The buyer was Frank Ehrhart. He’d been the general manager of Mocambo, an A-list nightclub nearby on the Sunset Strip, and was a familiar face on the Hollywood scene. Ehrhart brought in William Door, another familiar face on the Sunset Strip, who was charged with running day-to-day operations.

Door was the owner of record (meaning he was likely a front for underworld interests) of the building at 8572 Sunset on the Strip that housed two popular nightspots, the Crescendo, a jazz club that booked top artists like Billie Holliday, Louis Armstrong and Count Basie – and the Interlude, a comedy club where young comics like Woody Allen, Lenny Bruce and Redd Fox performed. What Ehrhart didn’t know was that Bill Door also had a secret illegal side hustle distributing risqué records and pornographic publications.

Ehrhart followed through on the previous owners’ plans to double the number of villas. He rebuilt the 25 bungalows and reconfigured them into 50 units. He also upgraded the guest rooms in the main house by adding new paneling and replacing the carpet and appliances. He revamped the main building’s front entrance and made further upgrades to the restaurant by taking down a wall and building an open kitchen in all brick. He replaced the cramped, tiny bar with a much larger space fronted by a glass slider that opened onto the pool area. Outside he removed a ping-pong table that was popular with the guests, redid the landscaping and added colored lighting around the pool.
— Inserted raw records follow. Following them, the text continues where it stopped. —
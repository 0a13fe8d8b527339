pub mod packager;

pub use packager::{ArchivePackager, NativeTarGz, PackageReport, TarCommand};
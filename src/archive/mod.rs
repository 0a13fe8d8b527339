//! Archive-build orchestration.
//!
//! The [`ModeController`] selects one of three workflows and owns the
//! cleanup guarantees across all of them:
//!
//! ```text
//! Init -> ValidateBoot -> {Revert | LocalInstallFlow | FullArchiveFlow}
//!      -> Cleanup -> {Success | Failed}
//! ```

pub mod controller;
pub mod report;
pub mod request;

pub use controller::ModeController;
pub use report::{RunReport, Stage, StageResult, WorkflowState};
pub use request::{ArchiveMode, ArchiveRequest, StagingContext};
Ehrhart knew something about selling drinks, and the bar was soon doing big business. But while it generated more revenue than ever before, instead of drawing the high-end patrons as it might have done in the past, the bar’s happy hour attracted what Sheilah Graham referred to as “bums and deviates.”

The Garden had become a sort of caricature of itself. Eventually it became a bit of a flea bag – a place where hookers met their johns. Harold Ross, one-time editor of “The New Yorker,” labeled the Garden, “a pesthole of pettifogging vaudeville actors and fallen women.”

“All the hookers in town were there,” recalled sportswriter Whitney Tower, Sonny Whitney’s nephew. “It had a steel combo band. The bloody noise was awful until three in the morning. It was the kind of place where you would not want to stay for more than one night.”

At some point after Murphy and Lee sold their minority share to Frank Ehrhart, Sonny Whitney sold the rest, presumably also to Ehrhart. There’s nothing in the record about when this happened, but Whitney Tower told Sheilah Graham that his uncle had cashed out on his investment in the Garden before it hit bottom.